López García is a realist of the most painstaking, technically fastidious kind. His pictures - both paintings and drawings - are pockmarked with evidence of plotting and measurement. He uses photographs as aids. He is hyper-attentive to spatial relations and shifts in color and tone.
In his best works, he finds ways to lift his subjects out of the banality of slavishly faithful representation. You get a sense of the visible world as an intricate and luminous scrim that might be torn open at any moment; the sensation can be thrilling.
At other times, though, his art is so stiff and desiccated that it threatens to crumble upon touch. A good half of the work in this sizable show felt stultifying and fussy to me. Even as I marveled at López García's keen eye and all the idiosyncrasies of his method, I sensed something vaguely self-congratulatory in the finished product. It was like attending a recital by a technically flawless musician who somehow fails to get you shifting in your seat.
López García is, admittedly, an aficionado of stillness. Forgoing movement, he reduces his world to optics and geometry. His interiors, uncluttered and often derelict, are mostly devoid of people. His cityscapes are surveyed from Olympian heights, freeing the artist from any obligation to render the actual bustle of urban life.
This is strange, indeed, for anyone who knows Madrid, with its snarling vitality beneath its thin veneer of formality. But it is a legitimate artistic decision, one that calls to mind the hauntingly empty cityscapes of the great late 19th-century Danish painter Vilhelm Hammershoi.
Like Hammershoi, López García frequently succeeds in conveying the sense that, for all their contemporary detail, his images exist outside history. There is something uncanny in their stillness, an unsettling vacancy.
Consider, for instance, López García's largest painting, a heroic, 160-inch-wide view of Madrid made from six conjoined canvases, showing the city from a fire tower on its outskirts. Much of the foreground is taken up by the concrete structure of the tower, the texture of which López García has rendered with brilliant subtlety.
Areas to the right and left of the center are artfully smudged, as if in imitation of photography, with its areas of focus and peripheral blur. The buildings of Madrid, meanwhile, recede into the distance, dissolving into a palimpsest of subtly shifting tones.
Amazingly, despite all this visual information, there is no sign of life. The painting is as evocative of human absence as is a sculptural relief elsewhere in the show, "The Clothes Rack," which re-creates a coat and a pair of pants hanging limply beside a door.
Sculpture plays a prominent part in the exhibit - heads and figures, mostly. But most of it is academic in the worst sense. The heads of babies - including the two giant ones parked outside the MFA - seem hardly more interesting than generic dolls' heads.
In López García's recent paintings, what matters more than detailed rendering are tone and relations in space. If he gets these right, the mind's eye will fill in the rest. In the wonderful painting of the open refrigerator, for instance, most of the disparate items inside - bottles, fruit, eggs - are reduced simply to smudges of local color.
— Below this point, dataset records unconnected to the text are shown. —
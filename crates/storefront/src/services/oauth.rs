//! Google sign-in.
//!
//! Authorization-code flow: redirect to the consent page, exchange the code
//! on callback, read the userinfo profile and map it onto a local account.

use std::sync::Arc;
use std::time::Duration;

use rand::Rng;
use rand::distr::Alphanumeric;
use secrecy::{ExposeSecret, SecretString};
use serde::Deserialize;
use sqlx::PgPool;
use thiserror::Error;
use tracing::instrument;

use nexora_core::{Email, Role};

use super::auth::{AuthError, AuthService, AuthSession, TokenSigner};
use crate::config::GoogleOAuthConfig;
use crate::db::RepositoryError;
use crate::db::users::{NewUser, UserRepository};
use crate::models::User;

const AUTHORIZE_URL: &str = "https://accounts.google.com/o/oauth2/v2/auth";
const TOKEN_URL: &str = "https://oauth2.googleapis.com/token";
const USERINFO_URL: &str = "https://www.googleapis.com/oauth2/v2/userinfo";

/// Length of the CSRF `state` parameter.
pub const STATE_LENGTH: usize = 32;

#[derive(Debug, Error)]
pub enum OAuthError {
    /// Google credentials are not configured.
    #[error("google sign-in is not configured")]
    NotConfigured,

    /// Callback `state` did not match the one stored in the session.
    #[error("invalid oauth state")]
    StateMismatch,

    /// The provider refused the code or sent an unusable response.
    #[error("token exchange failed: {0}")]
    Exchange(String),

    #[error("http error: {0}")]
    Http(#[from] reqwest::Error),

    /// Profile came back without a usable email address.
    #[error("google account has no usable email")]
    MissingEmail,

    #[error(transparent)]
    Auth(#[from] AuthError),
}

impl From<RepositoryError> for OAuthError {
    fn from(err: RepositoryError) -> Self {
        Self::Auth(AuthError::Repository(err))
    }
}

/// Profile returned by the userinfo endpoint.
#[derive(Debug, Clone, Deserialize)]
pub struct GoogleProfile {
    pub id: String,
    pub email: Option<String>,
    pub name: Option<String>,
    pub picture: Option<String>,
}

#[derive(Deserialize)]
struct TokenResponse {
    access_token: String,
}

/// Client for Google's OAuth endpoints.
#[derive(Clone)]
pub struct GoogleClient {
    inner: Arc<GoogleClientInner>,
}

struct GoogleClientInner {
    client: reqwest::Client,
    client_id: String,
    client_secret: SecretString,
    redirect_url: String,
}

impl GoogleClient {
    /// # Errors
    ///
    /// Returns `OAuthError::Http` if the HTTP client cannot be built.
    pub fn new(config: &GoogleOAuthConfig) -> Result<Self, OAuthError> {
        let client = reqwest::Client::builder()
            .timeout(Duration::from_secs(15))
            .build()?;
        Ok(Self {
            inner: Arc::new(GoogleClientInner {
                client,
                client_id: config.client_id.clone(),
                client_secret: config.client_secret.clone(),
                redirect_url: config.redirect_url.clone(),
            }),
        })
    }

    /// Consent page URL for the given CSRF `state`.
    #[must_use]
    pub fn authorization_url(&self, state: &str) -> String {
        format!(
            "{AUTHORIZE_URL}?\
            client_id={}&\
            redirect_uri={}&\
            response_type=code&\
            scope=email%20profile&\
            state={}",
            urlencoding::encode(&self.inner.client_id),
            urlencoding::encode(&self.inner.redirect_url),
            urlencoding::encode(state),
        )
    }

    /// Exchange an authorization code and fetch the user's profile.
    ///
    /// # Errors
    ///
    /// Returns `OAuthError::Exchange` if Google rejects the code.
    #[instrument(skip(self, code))]
    pub async fn fetch_profile(&self, code: &str) -> Result<GoogleProfile, OAuthError> {
        let params = [
            ("grant_type", "authorization_code"),
            ("client_id", self.inner.client_id.as_str()),
            ("client_secret", self.inner.client_secret.expose_secret()),
            ("code", code),
            ("redirect_uri", self.inner.redirect_url.as_str()),
        ];

        let response = self.inner.client.post(TOKEN_URL).form(&params).send().await?;
        if !response.status().is_success() {
            let status = response.status();
            let text = response.text().await.unwrap_or_default();
            tracing::warn!(%status, body = %text, "google token exchange rejected");
            return Err(OAuthError::Exchange(format!("status {status}")));
        }
        let token: TokenResponse = response
            .json()
            .await
            .map_err(|e| OAuthError::Exchange(e.to_string()))?;

        let response = self
            .inner
            .client
            .get(USERINFO_URL)
            .bearer_auth(&token.access_token)
            .send()
            .await?;
        if !response.status().is_success() {
            return Err(OAuthError::Exchange(format!(
                "userinfo status {}",
                response.status()
            )));
        }

        response
            .json()
            .await
            .map_err(|e| OAuthError::Exchange(e.to_string()))
    }
}

/// Generate a random alphanumeric `state` value.
#[must_use]
pub fn generate_state() -> String {
    rand::rng()
        .sample_iter(&Alphanumeric)
        .take(STATE_LENGTH)
        .map(char::from)
        .collect()
}

/// Compare the callback `state` with the one stored in the session.
///
/// # Errors
///
/// Returns `OAuthError::StateMismatch` if either is missing or they differ.
pub fn check_state(stored: Option<&str>, returned: Option<&str>) -> Result<(), OAuthError> {
    match (stored, returned) {
        (Some(stored), Some(returned))
            if !stored.is_empty()
                && super::payments::signature::constant_time_compare(stored, returned) =>
        {
            Ok(())
        }
        _ => Err(OAuthError::StateMismatch),
    }
}

/// Map a Google profile onto a local account and issue a token.
///
/// Lookup order: the linked Google id, then an existing account with the
/// same email (which gets linked), otherwise a new customer.
///
/// # Errors
///
/// Returns `OAuthError::MissingEmail` if the profile has no email.
#[instrument(skip(pool, signer, profile), fields(google_id = %profile.id))]
pub async fn sign_in(
    pool: &PgPool,
    signer: &TokenSigner,
    profile: &GoogleProfile,
) -> Result<AuthSession, OAuthError> {
    let users = UserRepository::new(pool);
    let user = resolve_account(&users, profile).await?;
    Ok(AuthService::new(pool, signer).session_for(user)?)
}

async fn resolve_account(
    users: &UserRepository<'_>,
    profile: &GoogleProfile,
) -> Result<User, OAuthError> {
    if let Some(user) = users.get_by_google_id(&profile.id).await? {
        return Ok(user);
    }

    let email = profile
        .email
        .as_deref()
        .ok_or(OAuthError::MissingEmail)
        .and_then(|e| Email::parse(e).map_err(|_| OAuthError::MissingEmail))?;

    if let Some(existing) = users.get_by_email(&email).await? {
        tracing::info!(user_id = %existing.id, "linking google account to existing user");
        return Ok(users
            .link_google(existing.id, &profile.id, profile.picture.as_deref())
            .await?);
    }

    let name = profile
        .name
        .as_deref()
        .map(str::trim)
        .filter(|n| !n.is_empty())
        .unwrap_or_else(|| email.as_str().split('@').next().unwrap_or("Customer"));

    let user = users
        .create(&NewUser {
            email: &email,
            name,
            password_hash: None,
            google_id: Some(&profile.id),
            avatar_url: profile.picture.as_deref(),
            role: Role::Customer,
        })
        .await?;
    tracing::info!(user_id = %user.id, "customer registered via google");
    Ok(user)
}

#[cfg(test)]
#[allow(clippy::unwrap_used)]
mod tests {
    use super::*;

    fn client() -> GoogleClient {
        GoogleClient::new(&GoogleOAuthConfig {
            client_id: "client-123.apps.googleusercontent.com".to_owned(),
            client_secret: SecretString::from("shh".to_owned()),
            redirect_url: "http://localhost:8080/api/auth/google/callback".to_owned(),
        })
        .unwrap()
    }

    #[test]
    fn test_authorization_url_encodes_params() {
        let url = client().authorization_url("abc123");
        assert!(url.starts_with(AUTHORIZE_URL));
        assert!(url.contains("client_id=client-123.apps.googleusercontent.com"));
        assert!(url.contains(
            "redirect_uri=http%3A%2F%2Flocalhost%3A8080%2Fapi%2Fauth%2Fgoogle%2Fcallback"
        ));
        assert!(url.contains("scope=email%20profile"));
        assert!(url.ends_with("state=abc123"));
    }

    #[test]
    fn test_generate_state_is_alphanumeric() {
        let a = generate_state();
        assert_eq!(a.len(), STATE_LENGTH);
        assert!(a.chars().all(|c| c.is_ascii_alphanumeric()));
        assert_ne!(a, generate_state());
    }

    #[test]
    fn test_check_state() {
        assert!(check_state(Some("abc"), Some("abc")).is_ok());
        assert!(matches!(
            check_state(Some("abc"), Some("abd")),
            Err(OAuthError::StateMismatch)
        ));
        assert!(matches!(
            check_state(None, Some("abc")),
            Err(OAuthError::StateMismatch)
        ));
        assert!(matches!(
            check_state(Some("abc"), None),
            Err(OAuthError::StateMismatch)
        ));
    }
}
López García's touch here is light, whereas in a comparable, but much earlier, image of domesticity - in this case, a sideboard - you notice a stark tension between the heavy accretion of dark, scumbled, gravelly paint and the magically light and delicate interplay of highlights on the silverware inside. It's a bravura painting.
One early work, a 1953 painting called "Boy with Slingshot," excited me even more. A boy stands on a rooftop, slingshot at the ready, while a girl lies awkwardly at his feet, part of her jackknifed body cropped by the frame.
The image has part of the stiffness and peculiarity of Balthus's tableaux. But there is also dynamism in it. Something about the relationship - or lack of relationship - between the boy and the girl piques your interest, and the dense but deftly handled paint suggests a level of personal involvement not always evident in the later paintings.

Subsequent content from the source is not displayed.